» **TASK DIRECTIONS**: What is needed here is every entry, retyped exactly.
___ DATA SECTION ___
//! File-backed implementations of the persistence collaborators.
//!
//! Data directory layout:
//! - `log/stress_indicators.jsonl` - append-only stress history
//! - `log/health_metrics.jsonl` - append-only ingested readings
//! - `state/interactions.json` - consumed content per user
//! - `catalog.json` - optional catalog override (seed catalog otherwise)

use crate::catalog::Catalog;
use crate::history::{metric_history, stress_history};
use crate::journal::JsonlJournal;
use crate::state::InteractionState;
use crate::store::{ContentCatalog, HealthMetricStore, InteractionRecorder, StressIndicatorStore};
use crate::{
    ContentId, ContentItem, Error, HealthMetric, Interaction, Result, StressIndicator, UserId,
};
use chrono::{DateTime, Utc};
use once_cell::unsync::OnceCell;
use std::collections::HashSet;
use std::path::PathBuf;

/// Well-known file locations inside a data directory
#[derive(Clone, Debug)]
pub struct DataPaths {
    root: PathBuf,
}

impl DataPaths {
    pub fn new(root: impl Into<PathBuf>) -> Self {
        Self { root: root.into() }
    }

    pub fn stress_log(&self) -> PathBuf {
        self.root.join("log").join("stress_indicators.jsonl")
    }

    pub fn metrics_log(&self) -> PathBuf {
        self.root.join("log").join("health_metrics.jsonl")
    }

    pub fn interactions(&self) -> PathBuf {
        self.root.join("state").join("interactions.json")
    }

    pub fn catalog(&self) -> PathBuf {
        self.root.join("catalog.json")
    }
}

/// All collaborators over one data directory.
///
/// The catalog is loaded and validated on first use, so the metric and
/// stress journals stay usable when `catalog.json` is broken.
pub struct FileStore {
    paths: DataPaths,
    indicators: JsonlJournal<StressIndicator>,
    metrics: JsonlJournal<HealthMetric>,
    catalog: OnceCell<Catalog>,
}

impl FileStore {
    pub fn open(data_dir: impl Into<PathBuf>) -> Result<Self> {
        let paths = DataPaths::new(data_dir);
        Ok(Self {
            indicators: JsonlJournal::new(paths.stress_log()),
            metrics: JsonlJournal::new(paths.metrics_log()),
            paths,
            catalog: OnceCell::new(),
        })
    }

    /// The directory's catalog, or the seed catalog when none is present
    pub fn catalog(&self) -> Result<&Catalog> {
        self.catalog.get_or_try_init(|| {
            let path = self.paths.catalog();
            let catalog = Catalog::load_or_seed(&path)?;

            let errors = catalog.validate();
            if !errors.is_empty() {
                for error in &errors {
                    tracing::error!("Catalog validation: {}", error);
                }
                return Err(Error::Store(format!(
                    "Catalog at {:?} has {} validation errors",
                    path,
                    errors.len()
                )));
            }
            Ok(catalog)
        })
    }

    /// Interactions recorded for a user
    pub fn interactions_for_user(&self, user_id: UserId) -> Result<Vec<Interaction>> {
        let state = InteractionState::load(&self.paths.interactions())?;
        Ok(state.interactions(user_id).to_vec())
    }
}

impl StressIndicatorStore for FileStore {
    fn create_stress_indicator(&mut self, indicator: StressIndicator) -> Result<StressIndicator> {
        self.indicators.append(&indicator)?;
        Ok(indicator)
    }

    fn latest_stress_indicator(&self, user_id: UserId) -> Result<Option<StressIndicator>> {
        Ok(self
            .stress_indicators_for_user(user_id)?
            .into_iter()
            .next())
    }

    fn stress_indicators_for_user(&self, user_id: UserId) -> Result<Vec<StressIndicator>> {
        Ok(stress_history(self.indicators.read_all()?, user_id))
    }
}

impl HealthMetricStore for FileStore {
    fn create_health_metric(&mut self, metric: HealthMetric) -> Result<HealthMetric> {
        self.metrics.append(&metric)?;
        Ok(metric)
    }

    fn health_metrics_for_user(
        &self,
        user_id: UserId,
        start: Option<DateTime<Utc>>,
        end: Option<DateTime<Utc>>,
    ) -> Result<Vec<HealthMetric>> {
        Ok(metric_history(self.metrics.read_all()?, user_id, start, end))
    }
}

impl ContentCatalog for FileStore {
    fn interacted_content_ids(&self, user_id: UserId) -> Result<HashSet<ContentId>> {
        Ok(InteractionState::load(&self.paths.interactions())?.consumed_ids(user_id))
    }

    fn content_excluding(&self, excluded: &HashSet<ContentId>) -> Result<Vec<ContentItem>> {
        Ok(self.catalog()?.excluding(excluded))
    }
}

impl InteractionRecorder for FileStore {
    fn record_interaction(&mut self, user_id: UserId, interaction: Interaction) -> Result<()> {
        if user_id <= 0 {
            return Err(Error::Validation(
                "user id must be greater than 0".into(),
            ));
        }
        if !self.catalog()?.contains(interaction.content_id) {
            return Err(Error::Validation(format!(
                "No content with id {}",
                interaction.content_id
            )));
        }
        let content_id = interaction.content_id;
        InteractionState::update(&self.paths.interactions(), |state| {
            state.record(user_id, interaction)
        })?;
        tracing::info!("User {} completed content {}", user_id, content_id);
        Ok(())
    }
}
___
» **WRITTEN REPLY**:
//! File-backed implementations of the persistence collaborators.
//!
//! Data directory layout:
//! - `log/stress_indicators.jsonl` - append-only stress history
//! - `log/health_metrics.jsonl` - append-only ingested readings
//! - `state/interactions.json` - consumed content per user
//! - `catalog.json` - optional catalog override (seed catalog otherwise)

use crate::catalog::Catalog;
use crate::history::{metric_history, stress_history};
use crate::journal::JsonlJournal;
use crate::state::InteractionState;
use crate::store::{ContentCatalog, HealthMetricStore, InteractionRecorder, StressIndicatorStore};
use crate::{
    ContentId, ContentItem, Error, HealthMetric, Interaction, Result, StressIndicator, UserId,
};
use chrono::{DateTime, Utc};
use once_cell::unsync::OnceCell;
use std::collections::HashSet;
use std::path::PathBuf;

/// Well-known file locations inside a data directory
#[derive(Clone, Debug)]
pub struct DataPaths {
    root: PathBuf,
}

impl DataPaths {
    pub fn new(root: impl Into<PathBuf>) -> Self {
        Self { root: root.into() }
    }

    pub fn stress_log(&self) -> PathBuf {
        self.root.join("log").join("stress_indicators.jsonl")
    }

    pub fn metrics_log(&self) -> PathBuf {
        self.root.join("log").join("health_metrics.jsonl")
    }

    pub fn interactions(&self) -> PathBuf {
        self.root.join("state").join("interactions.json")
    }

    pub fn catalog(&self) -> PathBuf {
        self.root.join("catalog.json")
    }
}

/// All collaborators over one data directory.
///
/// The catalog is loaded and validated on first use, so the metric and
/// stress journals stay usable when `catalog.json` is broken.
pub struct FileStore {
    paths: DataPaths,
    indicators: JsonlJournal<StressIndicator>,
    metrics: JsonlJournal<HealthMetric>,
    catalog: OnceCell<Catalog>,
}

impl FileStore {
    pub fn open(data_dir: impl Into<PathBuf>) -> Result<Self> {
        let paths = DataPaths::new(data_dir);
        Ok(Self {
            indicators: JsonlJournal::new(paths.stress_log()),
            metrics: JsonlJournal::new(paths.metrics_log()),
            paths,
            catalog: OnceCell::new(),
        })
    }

    /// The directory's catalog, or the seed catalog when none is present
    pub fn catalog(&self) -> Result<&Catalog> {
        self.catalog.get_or_try_init(|| {
            let path = self.paths.catalog();
            let catalog = Catalog::load_or_seed(&path)?;

            let errors = catalog.validate();
            if !errors.is_empty() {
                for error in &errors {
                    tracing::error!("Catalog validation: {}", error);
                }
                return Err(Error::Store(format!(
                    "Catalog at {:?} has {} validation errors",
                    path,
                    errors.len()
                )));
            }
            Ok(catalog)
        })
    }

    /// Interactions recorded for a user
    pub fn interactions_for_user(&self, user_id: UserId) -> Result<Vec<Interaction>> {
        let state = InteractionState::load(&self.paths.interactions())?;
        Ok(state.interactions(user_id).to_vec())
    }
}

impl StressIndicatorStore for FileStore {
    fn create_stress_indicator(&mut self, indicator: StressIndicator) -> Result<StressIndicator> {
        self.indicators.append(&indicator)?;
        Ok(indicator)
    }

    fn latest_stress_indicator(&self, user_id: UserId) -> Result<Option<StressIndicator>> {
        Ok(self
            .stress_indicators_for_user(user_id)?
            .into_iter()
            .next())
    }

    fn stress_indicators_for_user(&self, user_id: UserId) -> Result<Vec<StressIndicator>> {
        Ok(stress_history(self.indicators.read_all()?, user_id))
    }
}

impl HealthMetricStore for FileStore {
    fn create_health_metric(&mut self, metric: HealthMetric) -> Result<HealthMetric> {
        self.metrics.append(&metric)?;
        Ok(metric)
    }

    fn health_metrics_for_user(
        &self,
        user_id: UserId,
        start: Option<DateTime<Utc>>,
        end: Option<DateTime<Utc>>,
    ) -> Result<Vec<HealthMetric>> {
        Ok(metric_history(self.metrics.read_all()?, user_id, start, end))
    }
}

impl ContentCatalog for FileStore {
    fn interacted_content_ids(&self, user_id: UserId) -> Result<HashSet<ContentId>> {
        Ok(InteractionState::load(&self.paths.interactions())?.consumed_ids(user_id))
    }

    fn content_excluding(&self, excluded: &HashSet<ContentId>) -> Result<Vec<ContentItem>> {
        Ok(self.catalog()?.excluding(excluded))
    }
}

impl InteractionRecorder for FileStore {
    fn record_interaction(&mut self, user_id: UserId, interaction: Interaction) -> Result<()> {
        if user_id <= 0 {
            return Err(Error::Validation(
                "user id must be greater than 0".into(),
            ));
        }
        if !self.catalog()?.contains(interaction.content_id) {
            return Err(Error::Validation(format!(
                "No content with id {}",
                interaction.content_id
            )));
        }
        let content_id = interaction.content_id;
        InteractionState::update(&self.paths.interactions(), |state| {
            state.record(user_id, interaction)
        })?;
        tracing::info!("User {} completed content {}", user_id, content_id);
        Ok(())
    }
}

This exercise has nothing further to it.